A refugee team athlete who defected from Iran citing institutional sexism will face an Iranian opponent in the taekwondo competition at the Tokyo Olympics.
Kimia Alizadeh became the first Iranian women to win an Olympic medal when she took bronze at age 18 at the Rio de Janeiro Games.
Alizadeh later criticized wearing the mandatory hijab headscarf and left Iran to live in Germany.
On Sunday, Alizadeh will face Iran’s Nahid Kiyani Chandeh in the qualifying round of the women’s 57-kilogram class.
The Olympic judo draw has created fascinating paths to gold for the two biggest stars in the sport.
Japanese 73 kg superstar Shohei Ono and French two-time Olympic gold medal-winning heavyweight Teddy Riner both ended up in the same quarter of their draws as the No. 1 seeds in their weight classes. Both came into Tokyo unseeded because of recent inactivity, making them a potential disaster for every medal hopeful in their divisions.
Ono, the current pound-for-pound star of the sport, was placed in the same quarter of the men’s field as Azerbaijan’s top-seeded Rustam Orujov, one of his greatest rivals.
Ono didn’t compete for the past 18 months, but only one judo player in the Olympic field has ever even scored a point against him.

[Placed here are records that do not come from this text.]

use std::sync::Arc;

use uuid::Uuid;

use super::{require_user, resolve_provider, ServiceError};
use crate::config::Config;
use crate::db::Database;
use crate::dialogue::{advance, DetectionRules, PromptLibrary};
use crate::llm::{with_system_prompt, ChatTurn, LlmProvider, ProviderKind};
use crate::models::*;
use crate::parser::has_task_tree_structure;
use crate::writer::StateWriter;

/// Runs goal-hearing turns: state in, LLM call, state and messages out.
#[derive(Clone)]
pub struct ChatService {
    db: Database,
    llm: Arc<dyn LlmProvider>,
    rules: Arc<DetectionRules>,
    prompts: Arc<PromptLibrary>,
    writer: StateWriter,
    provider: ProviderKind,
    history_limit: usize,
}

impl ChatService {
    pub fn new(
        db: Database,
        llm: Arc<dyn LlmProvider>,
        rules: Arc<DetectionRules>,
        prompts: Arc<PromptLibrary>,
        writer: StateWriter,
        config: &Config,
    ) -> Self {
        Self {
            db,
            llm,
            rules,
            prompts,
            writer,
            provider: config.provider,
            history_limit: config.history_limit,
        }
    }

    pub fn create_conversation(&self, input: CreateConversationInput) -> Result<Conversation, ServiceError> {
        let user_id = require_user(&input.user_id)?.to_string();
        let conversation = self.db.create_conversation(CreateConversationInput {
            user_id,
            title: input.title,
        })?;
        tracing::info!(id = %conversation.id, user = %conversation.user_id, "conversation created");
        Ok(conversation)
    }

    pub fn list_conversations(&self, user_id: &str) -> Result<Vec<Conversation>, ServiceError> {
        Ok(self.db.list_conversations(require_user(user_id)?)?)
    }

    pub fn get_conversation(&self, id: Uuid) -> Result<ConversationDetail, ServiceError> {
        let conversation = self
            .db
            .get_conversation(id)?
            .ok_or_else(|| ServiceError::NotFound(format!("conversation {}", id)))?;
        let state = self.current_state(id)?;
        let messages = self.db.get_messages(id, None)?;
        Ok(ConversationDetail {
            conversation,
            state,
            messages,
        })
    }

    pub fn delete_conversation(&self, id: Uuid) -> Result<(), ServiceError> {
        if !self.db.delete_conversation(id)? {
            return Err(ServiceError::NotFound(format!("conversation {}", id)));
        }
        Ok(())
    }

    /// The newest known state: a pending write if there is one, else the stored row.
    pub fn current_state(&self, id: Uuid) -> Result<DialogueState, ServiceError> {
        if let Some(state) = self.writer.latest(id) {
            return Ok(state);
        }
        self.db
            .get_dialogue_state(id)?
            .ok_or_else(|| ServiceError::NotFound(format!("conversation {}", id)))
    }

    /// Run one user turn.
    ///
    /// An LLM failure is returned as an outcome with `error` set; nothing is
    /// stored and the stage is unchanged, so the same message can be resent.
    pub async fn send_message(&self, id: Uuid, input: SendMessageInput) -> Result<TurnOutcome, ServiceError> {
        let content = input.content.trim();
        if content.is_empty() {
            return Err(ServiceError::BadRequest("message content is empty".to_string()));
        }
        let provider = resolve_provider(input.provider.as_deref(), self.provider)?;

        let state = self.current_state(id)?;
        let last_assistant = self.db.last_assistant_message(id)?;
        let history: Vec<ChatTurn> = self
            .db
            .get_messages(id, Some(self.history_limit))?
            .into_iter()
            .map(|m| ChatTurn {
                role: m.role,
                content: m.content,
            })
            .collect();

        let transition = advance(&state, content, last_assistant.as_deref(), &self.rules);
        let system = self.prompts.render(&transition.prompt)?;
        let turns = with_system_prompt(&system, &history, content);
        let prompt_kind = transition.prompt.kind.as_str().to_string();

        tracing::debug!(
            conversation = %id,
            stage = transition.state.stage.as_str(),
            prompt = %prompt_kind,
            detected = ?transition.detected,
            "dialogue turn"
        );

        let reply = match self.llm.complete(provider, &turns).await.into_result() {
            Ok(reply) => reply,
            Err(error) => {
                tracing::warn!(conversation = %id, %error, "turn failed, state left unchanged");
                return Ok(TurnOutcome {
                    stage: state.stage,
                    progress_percent: state.progress.percent(),
                    prompt_kind,
                    reply: String::new(),
                    error: Some(error),
                    tree_detected: false,
                });
            }
        };

        self.db.append_message(id, Role::User, content)?;
        self.db.append_message(id, Role::Assistant, &reply)?;
        if transition.state != state {
            self.writer.schedule(id, transition.state.clone());
        }

        Ok(TurnOutcome {
            stage: transition.state.stage,
            progress_percent: transition.state.progress.percent(),
            prompt_kind,
            tree_detected: has_task_tree_structure(&reply),
            reply,
            error: None,
        })
    }

    /// Reset the conversation to `normal` with nothing collected. Messages are kept.
    pub fn restart(&self, id: Uuid) -> Result<DialogueState, ServiceError> {
        let state = DialogueState::restart();
        if !self.writer.write_now(id, &state)? {
            return Err(ServiceError::NotFound(format!("conversation {}", id)));
        }
        tracing::info!(conversation = %id, "dialogue restarted");
        Ok(state)
    }
}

Riner was drawn into the same quarter as the Russian team’s Tamerlan Bashaev, who won silver at the world championships last month. The 6-foot-8 Riner is attempting to win his record-tying third gold medal and his fourth Olympic medal overall, but he recently revealed he tore knee ligaments in February.
Gymnast Oksana Chusovitina says her record eighth Olympics will be her last.
The 46-year-old from Uzbekistan is competing on vault at the Tokyo Games, nearly 30 years after making her Olympic debut while competing for the Russian Federation in Barcelona in 1992.
Chusovitina has won a pair of Olympic medals during her long career. She was part of the Russian Federation team that captured gold in 1992. She later added a silver medal on vault while competing for Germany in 2008.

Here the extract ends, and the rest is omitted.